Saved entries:
------------------------------------------------------------
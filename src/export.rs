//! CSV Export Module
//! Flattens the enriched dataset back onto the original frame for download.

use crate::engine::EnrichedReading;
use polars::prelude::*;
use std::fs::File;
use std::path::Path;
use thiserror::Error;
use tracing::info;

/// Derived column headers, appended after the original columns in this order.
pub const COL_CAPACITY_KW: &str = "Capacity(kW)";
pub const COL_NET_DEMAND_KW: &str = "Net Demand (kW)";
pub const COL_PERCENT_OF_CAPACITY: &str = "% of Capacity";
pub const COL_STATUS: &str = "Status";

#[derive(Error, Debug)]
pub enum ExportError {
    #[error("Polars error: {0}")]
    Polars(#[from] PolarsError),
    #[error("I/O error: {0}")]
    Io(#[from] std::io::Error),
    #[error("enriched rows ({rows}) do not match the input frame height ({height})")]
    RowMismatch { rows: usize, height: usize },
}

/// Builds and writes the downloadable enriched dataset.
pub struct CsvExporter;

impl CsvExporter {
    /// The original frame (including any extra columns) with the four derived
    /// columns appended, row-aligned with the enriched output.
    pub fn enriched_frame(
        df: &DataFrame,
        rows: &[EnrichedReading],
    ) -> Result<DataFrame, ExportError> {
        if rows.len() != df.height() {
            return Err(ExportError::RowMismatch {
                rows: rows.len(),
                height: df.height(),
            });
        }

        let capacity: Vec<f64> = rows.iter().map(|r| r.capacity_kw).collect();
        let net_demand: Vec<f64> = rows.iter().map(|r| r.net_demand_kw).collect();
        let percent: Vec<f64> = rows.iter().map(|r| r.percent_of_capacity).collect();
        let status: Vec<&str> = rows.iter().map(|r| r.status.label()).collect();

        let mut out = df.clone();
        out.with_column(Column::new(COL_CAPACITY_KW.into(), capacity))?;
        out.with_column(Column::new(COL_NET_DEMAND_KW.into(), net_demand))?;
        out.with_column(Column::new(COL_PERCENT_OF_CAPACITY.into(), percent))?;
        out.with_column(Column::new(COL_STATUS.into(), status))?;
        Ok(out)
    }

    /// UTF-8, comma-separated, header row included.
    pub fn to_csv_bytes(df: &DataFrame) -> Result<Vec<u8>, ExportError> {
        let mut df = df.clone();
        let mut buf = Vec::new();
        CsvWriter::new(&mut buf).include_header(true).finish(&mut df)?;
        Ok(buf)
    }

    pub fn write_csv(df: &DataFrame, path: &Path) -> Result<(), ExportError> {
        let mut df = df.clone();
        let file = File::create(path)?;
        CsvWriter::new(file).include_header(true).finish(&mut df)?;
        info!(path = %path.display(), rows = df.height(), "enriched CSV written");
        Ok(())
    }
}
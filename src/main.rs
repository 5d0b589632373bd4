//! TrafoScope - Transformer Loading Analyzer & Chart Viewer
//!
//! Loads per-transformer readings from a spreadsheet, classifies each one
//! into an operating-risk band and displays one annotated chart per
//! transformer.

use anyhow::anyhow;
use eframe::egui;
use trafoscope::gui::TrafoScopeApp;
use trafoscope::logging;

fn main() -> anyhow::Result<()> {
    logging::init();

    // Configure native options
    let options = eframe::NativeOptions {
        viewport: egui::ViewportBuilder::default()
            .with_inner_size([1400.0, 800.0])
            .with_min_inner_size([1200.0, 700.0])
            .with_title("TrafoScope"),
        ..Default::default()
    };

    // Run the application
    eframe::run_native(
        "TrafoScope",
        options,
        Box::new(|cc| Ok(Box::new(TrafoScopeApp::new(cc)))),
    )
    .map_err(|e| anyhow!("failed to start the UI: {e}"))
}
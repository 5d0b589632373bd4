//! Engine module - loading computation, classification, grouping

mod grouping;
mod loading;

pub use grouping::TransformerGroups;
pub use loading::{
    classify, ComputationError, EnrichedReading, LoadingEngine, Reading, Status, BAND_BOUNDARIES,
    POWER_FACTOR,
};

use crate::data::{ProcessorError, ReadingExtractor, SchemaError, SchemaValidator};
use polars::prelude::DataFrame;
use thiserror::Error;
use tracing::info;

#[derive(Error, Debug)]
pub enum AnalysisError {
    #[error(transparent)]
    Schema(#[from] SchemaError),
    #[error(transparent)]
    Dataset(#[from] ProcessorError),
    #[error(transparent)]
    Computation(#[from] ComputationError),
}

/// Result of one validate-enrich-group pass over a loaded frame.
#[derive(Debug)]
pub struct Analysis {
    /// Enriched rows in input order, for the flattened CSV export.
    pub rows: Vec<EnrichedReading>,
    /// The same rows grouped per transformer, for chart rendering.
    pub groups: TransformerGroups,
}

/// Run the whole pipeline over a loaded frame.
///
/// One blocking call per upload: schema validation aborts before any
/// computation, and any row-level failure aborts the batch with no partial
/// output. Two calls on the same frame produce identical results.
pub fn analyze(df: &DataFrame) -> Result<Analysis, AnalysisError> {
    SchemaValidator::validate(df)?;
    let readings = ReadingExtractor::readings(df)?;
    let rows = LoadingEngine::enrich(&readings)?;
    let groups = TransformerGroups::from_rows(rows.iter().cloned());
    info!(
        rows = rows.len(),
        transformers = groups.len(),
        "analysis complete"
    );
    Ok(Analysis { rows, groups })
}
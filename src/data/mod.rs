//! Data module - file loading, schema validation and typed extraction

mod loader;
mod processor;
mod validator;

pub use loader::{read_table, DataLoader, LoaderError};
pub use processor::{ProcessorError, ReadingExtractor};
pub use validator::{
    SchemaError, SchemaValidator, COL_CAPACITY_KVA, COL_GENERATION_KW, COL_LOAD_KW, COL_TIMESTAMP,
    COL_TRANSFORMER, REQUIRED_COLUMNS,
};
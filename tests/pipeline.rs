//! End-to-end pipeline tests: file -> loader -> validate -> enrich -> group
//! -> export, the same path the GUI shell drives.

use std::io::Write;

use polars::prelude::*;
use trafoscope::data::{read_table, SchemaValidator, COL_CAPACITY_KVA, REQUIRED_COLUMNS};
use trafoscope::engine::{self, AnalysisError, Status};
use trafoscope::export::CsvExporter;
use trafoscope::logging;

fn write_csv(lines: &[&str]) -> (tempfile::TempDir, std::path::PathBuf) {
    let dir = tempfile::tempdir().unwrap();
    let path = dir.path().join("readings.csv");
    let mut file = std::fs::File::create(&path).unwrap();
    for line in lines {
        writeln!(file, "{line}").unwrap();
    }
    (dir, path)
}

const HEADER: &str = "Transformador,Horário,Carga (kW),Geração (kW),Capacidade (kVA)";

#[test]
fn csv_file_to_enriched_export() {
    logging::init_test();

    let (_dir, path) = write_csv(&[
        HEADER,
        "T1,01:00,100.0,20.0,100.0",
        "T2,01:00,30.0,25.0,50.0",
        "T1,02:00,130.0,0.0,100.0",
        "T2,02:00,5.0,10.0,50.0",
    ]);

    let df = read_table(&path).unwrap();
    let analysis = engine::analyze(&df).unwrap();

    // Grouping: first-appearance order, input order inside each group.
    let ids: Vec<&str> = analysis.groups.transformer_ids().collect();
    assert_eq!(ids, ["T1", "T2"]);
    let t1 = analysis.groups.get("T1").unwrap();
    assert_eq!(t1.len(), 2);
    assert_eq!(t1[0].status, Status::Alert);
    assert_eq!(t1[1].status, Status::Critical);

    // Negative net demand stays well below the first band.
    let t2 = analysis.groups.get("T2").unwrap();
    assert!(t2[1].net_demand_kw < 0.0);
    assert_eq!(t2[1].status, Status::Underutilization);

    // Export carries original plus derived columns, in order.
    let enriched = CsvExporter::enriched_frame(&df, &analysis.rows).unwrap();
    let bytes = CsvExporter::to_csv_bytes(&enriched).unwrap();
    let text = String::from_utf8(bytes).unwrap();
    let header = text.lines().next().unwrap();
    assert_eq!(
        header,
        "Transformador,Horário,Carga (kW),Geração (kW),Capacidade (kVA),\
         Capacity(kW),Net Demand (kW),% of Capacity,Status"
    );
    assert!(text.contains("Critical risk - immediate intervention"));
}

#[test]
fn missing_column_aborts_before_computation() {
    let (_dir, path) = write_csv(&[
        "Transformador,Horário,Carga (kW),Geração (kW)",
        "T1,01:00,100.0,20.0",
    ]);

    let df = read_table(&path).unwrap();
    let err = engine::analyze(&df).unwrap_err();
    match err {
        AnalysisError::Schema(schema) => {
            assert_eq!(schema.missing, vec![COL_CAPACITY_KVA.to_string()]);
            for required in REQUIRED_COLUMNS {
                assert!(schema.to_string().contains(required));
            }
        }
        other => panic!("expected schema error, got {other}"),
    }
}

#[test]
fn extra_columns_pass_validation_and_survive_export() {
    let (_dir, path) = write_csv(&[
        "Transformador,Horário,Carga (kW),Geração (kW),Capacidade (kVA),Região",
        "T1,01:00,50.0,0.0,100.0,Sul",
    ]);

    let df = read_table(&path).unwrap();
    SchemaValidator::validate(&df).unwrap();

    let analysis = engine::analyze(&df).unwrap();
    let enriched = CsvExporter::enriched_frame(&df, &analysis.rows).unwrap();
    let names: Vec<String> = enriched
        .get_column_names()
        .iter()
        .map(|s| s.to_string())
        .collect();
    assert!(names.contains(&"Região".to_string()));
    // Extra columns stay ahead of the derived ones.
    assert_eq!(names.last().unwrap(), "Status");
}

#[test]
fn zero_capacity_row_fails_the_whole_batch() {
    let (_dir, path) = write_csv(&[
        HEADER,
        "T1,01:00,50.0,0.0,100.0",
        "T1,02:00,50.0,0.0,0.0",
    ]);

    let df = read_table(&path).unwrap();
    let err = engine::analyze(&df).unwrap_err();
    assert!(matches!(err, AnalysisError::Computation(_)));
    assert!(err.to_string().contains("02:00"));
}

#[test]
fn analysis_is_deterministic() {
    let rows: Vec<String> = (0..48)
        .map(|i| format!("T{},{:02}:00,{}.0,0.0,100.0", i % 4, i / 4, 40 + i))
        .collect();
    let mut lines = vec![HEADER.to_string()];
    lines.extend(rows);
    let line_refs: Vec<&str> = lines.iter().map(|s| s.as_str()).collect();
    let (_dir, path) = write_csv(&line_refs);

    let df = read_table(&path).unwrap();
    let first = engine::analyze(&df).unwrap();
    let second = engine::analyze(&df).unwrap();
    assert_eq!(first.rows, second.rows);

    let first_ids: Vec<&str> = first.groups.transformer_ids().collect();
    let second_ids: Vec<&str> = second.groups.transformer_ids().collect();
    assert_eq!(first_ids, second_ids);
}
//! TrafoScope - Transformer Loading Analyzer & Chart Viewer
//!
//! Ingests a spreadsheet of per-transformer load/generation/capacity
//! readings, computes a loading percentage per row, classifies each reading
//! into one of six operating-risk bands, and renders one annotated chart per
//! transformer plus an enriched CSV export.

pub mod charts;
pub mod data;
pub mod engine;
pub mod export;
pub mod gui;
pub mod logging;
------------------------------------------------------------
#### WHAT TO PRODUCE
Search the entries for "tests" and copy out each line that has it.

#### REPLY
filename tests/pipeline.rs
//! End-to-end pipeline tests: file -> loader -> validate -> enrich -> group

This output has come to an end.